▶ [What you should do]: Within the listing, each line that has the string "monitorenter" should be copied.

*** Opening of Data to examine ***

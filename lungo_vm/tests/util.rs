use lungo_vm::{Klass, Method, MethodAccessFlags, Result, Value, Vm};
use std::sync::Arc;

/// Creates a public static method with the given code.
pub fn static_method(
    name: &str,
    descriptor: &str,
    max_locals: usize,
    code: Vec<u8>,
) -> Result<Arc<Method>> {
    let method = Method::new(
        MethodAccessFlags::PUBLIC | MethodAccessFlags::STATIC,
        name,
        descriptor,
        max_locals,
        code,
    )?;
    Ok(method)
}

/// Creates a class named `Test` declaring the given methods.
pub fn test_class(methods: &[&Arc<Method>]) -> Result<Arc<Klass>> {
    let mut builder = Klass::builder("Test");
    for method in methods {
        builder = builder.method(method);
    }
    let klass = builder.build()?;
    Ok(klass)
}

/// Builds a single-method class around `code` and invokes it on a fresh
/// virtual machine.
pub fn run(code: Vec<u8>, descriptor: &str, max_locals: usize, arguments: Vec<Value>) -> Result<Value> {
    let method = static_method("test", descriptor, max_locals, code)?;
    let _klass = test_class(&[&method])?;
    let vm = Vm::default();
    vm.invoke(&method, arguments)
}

*** Close of Data to examine ***
*** Opening of Data to examine ***

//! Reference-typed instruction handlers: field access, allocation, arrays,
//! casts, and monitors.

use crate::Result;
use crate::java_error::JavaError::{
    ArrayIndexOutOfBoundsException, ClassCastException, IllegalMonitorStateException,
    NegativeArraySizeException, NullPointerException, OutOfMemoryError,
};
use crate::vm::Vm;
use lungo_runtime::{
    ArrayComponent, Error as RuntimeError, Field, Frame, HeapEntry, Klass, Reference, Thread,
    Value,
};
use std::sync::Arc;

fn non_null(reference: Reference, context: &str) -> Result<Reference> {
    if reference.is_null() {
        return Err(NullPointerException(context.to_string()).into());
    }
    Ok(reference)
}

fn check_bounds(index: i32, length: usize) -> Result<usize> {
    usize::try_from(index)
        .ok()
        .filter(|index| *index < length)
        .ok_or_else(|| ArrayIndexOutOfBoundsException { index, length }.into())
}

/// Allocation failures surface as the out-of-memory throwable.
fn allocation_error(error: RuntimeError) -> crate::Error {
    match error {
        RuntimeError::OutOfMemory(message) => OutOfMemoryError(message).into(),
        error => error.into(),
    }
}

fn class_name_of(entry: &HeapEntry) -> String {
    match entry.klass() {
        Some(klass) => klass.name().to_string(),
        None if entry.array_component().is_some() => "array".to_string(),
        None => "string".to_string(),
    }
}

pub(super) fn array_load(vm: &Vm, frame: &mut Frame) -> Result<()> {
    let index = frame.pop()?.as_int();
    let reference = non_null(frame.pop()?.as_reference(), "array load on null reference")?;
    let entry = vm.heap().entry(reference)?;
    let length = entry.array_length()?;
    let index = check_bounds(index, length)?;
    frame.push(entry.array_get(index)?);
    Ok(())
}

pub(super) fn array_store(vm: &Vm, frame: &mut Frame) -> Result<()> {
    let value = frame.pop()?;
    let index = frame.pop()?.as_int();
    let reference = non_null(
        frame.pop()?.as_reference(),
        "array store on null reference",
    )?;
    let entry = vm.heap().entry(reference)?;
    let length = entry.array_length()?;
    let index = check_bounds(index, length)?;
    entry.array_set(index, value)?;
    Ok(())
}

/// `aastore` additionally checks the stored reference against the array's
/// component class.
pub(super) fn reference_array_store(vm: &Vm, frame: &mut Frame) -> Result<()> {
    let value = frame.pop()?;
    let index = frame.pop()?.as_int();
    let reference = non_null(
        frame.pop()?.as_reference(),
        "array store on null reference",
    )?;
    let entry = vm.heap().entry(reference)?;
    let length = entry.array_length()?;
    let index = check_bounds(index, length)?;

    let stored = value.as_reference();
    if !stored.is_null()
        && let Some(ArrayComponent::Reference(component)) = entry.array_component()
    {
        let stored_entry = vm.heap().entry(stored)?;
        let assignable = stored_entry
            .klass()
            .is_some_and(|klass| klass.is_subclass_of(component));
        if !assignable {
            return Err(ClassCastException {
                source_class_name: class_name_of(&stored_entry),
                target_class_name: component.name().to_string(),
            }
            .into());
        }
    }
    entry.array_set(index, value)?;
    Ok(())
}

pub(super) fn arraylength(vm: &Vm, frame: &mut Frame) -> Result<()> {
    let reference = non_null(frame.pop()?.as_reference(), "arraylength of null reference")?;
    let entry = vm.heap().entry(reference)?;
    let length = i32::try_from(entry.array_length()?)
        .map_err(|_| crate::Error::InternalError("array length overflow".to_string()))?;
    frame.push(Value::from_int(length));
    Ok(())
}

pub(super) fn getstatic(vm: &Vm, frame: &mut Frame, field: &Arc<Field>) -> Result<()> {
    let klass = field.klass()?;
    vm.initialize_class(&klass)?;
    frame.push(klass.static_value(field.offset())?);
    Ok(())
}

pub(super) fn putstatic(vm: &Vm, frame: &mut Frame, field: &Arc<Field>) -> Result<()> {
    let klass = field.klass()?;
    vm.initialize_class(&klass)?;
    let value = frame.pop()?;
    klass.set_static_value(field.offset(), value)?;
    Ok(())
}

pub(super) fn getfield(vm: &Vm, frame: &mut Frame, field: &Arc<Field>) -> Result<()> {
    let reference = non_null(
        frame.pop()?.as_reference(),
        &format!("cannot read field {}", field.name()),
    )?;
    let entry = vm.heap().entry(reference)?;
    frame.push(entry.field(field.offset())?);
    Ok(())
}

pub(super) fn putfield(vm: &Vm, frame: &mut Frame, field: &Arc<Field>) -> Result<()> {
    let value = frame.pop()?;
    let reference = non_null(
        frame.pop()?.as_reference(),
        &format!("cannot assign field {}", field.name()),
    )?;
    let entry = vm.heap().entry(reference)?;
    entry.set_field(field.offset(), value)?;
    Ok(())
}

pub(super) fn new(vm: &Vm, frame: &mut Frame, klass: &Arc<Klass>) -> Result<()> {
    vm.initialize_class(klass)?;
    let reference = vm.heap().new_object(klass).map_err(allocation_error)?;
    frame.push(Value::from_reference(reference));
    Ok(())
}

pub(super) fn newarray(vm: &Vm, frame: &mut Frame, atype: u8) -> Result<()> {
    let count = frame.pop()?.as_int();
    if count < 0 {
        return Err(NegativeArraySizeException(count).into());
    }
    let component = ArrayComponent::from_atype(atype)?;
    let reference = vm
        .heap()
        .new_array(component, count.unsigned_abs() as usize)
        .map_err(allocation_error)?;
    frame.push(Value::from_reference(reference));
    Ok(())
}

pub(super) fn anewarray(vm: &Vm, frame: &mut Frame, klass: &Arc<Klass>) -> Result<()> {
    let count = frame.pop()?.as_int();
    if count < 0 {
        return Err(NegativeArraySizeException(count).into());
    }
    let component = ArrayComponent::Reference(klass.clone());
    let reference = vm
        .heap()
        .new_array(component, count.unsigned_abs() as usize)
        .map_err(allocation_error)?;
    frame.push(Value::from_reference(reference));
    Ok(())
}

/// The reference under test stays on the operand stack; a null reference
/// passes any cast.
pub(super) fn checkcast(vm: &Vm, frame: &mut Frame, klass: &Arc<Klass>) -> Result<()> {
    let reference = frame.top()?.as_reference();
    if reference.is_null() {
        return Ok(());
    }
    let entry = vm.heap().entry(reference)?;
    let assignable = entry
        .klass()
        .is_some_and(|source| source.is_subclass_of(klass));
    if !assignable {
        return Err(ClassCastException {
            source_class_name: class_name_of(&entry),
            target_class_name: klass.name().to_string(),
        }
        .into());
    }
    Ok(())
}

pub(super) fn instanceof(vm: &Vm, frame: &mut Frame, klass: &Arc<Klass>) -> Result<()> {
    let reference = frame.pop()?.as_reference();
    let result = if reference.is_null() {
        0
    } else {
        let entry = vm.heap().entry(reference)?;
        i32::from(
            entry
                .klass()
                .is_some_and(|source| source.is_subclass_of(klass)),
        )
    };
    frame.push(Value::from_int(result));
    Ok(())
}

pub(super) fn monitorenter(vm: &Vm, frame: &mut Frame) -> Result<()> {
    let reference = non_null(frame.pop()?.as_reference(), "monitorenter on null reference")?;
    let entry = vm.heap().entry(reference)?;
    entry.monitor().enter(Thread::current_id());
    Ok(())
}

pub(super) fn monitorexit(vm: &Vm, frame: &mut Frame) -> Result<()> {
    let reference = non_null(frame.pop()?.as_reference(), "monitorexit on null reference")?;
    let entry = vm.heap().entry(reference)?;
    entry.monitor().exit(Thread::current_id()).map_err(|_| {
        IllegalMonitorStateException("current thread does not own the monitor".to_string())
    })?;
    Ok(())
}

*** Close of Data to examine ***

▶ [Solution for this task]:
pub(super) fn monitorenter(vm: &Vm, frame: &mut Frame) -> Result<()> {
    let reference = non_null(frame.pop()?.as_reference(), "monitorenter on null reference")?;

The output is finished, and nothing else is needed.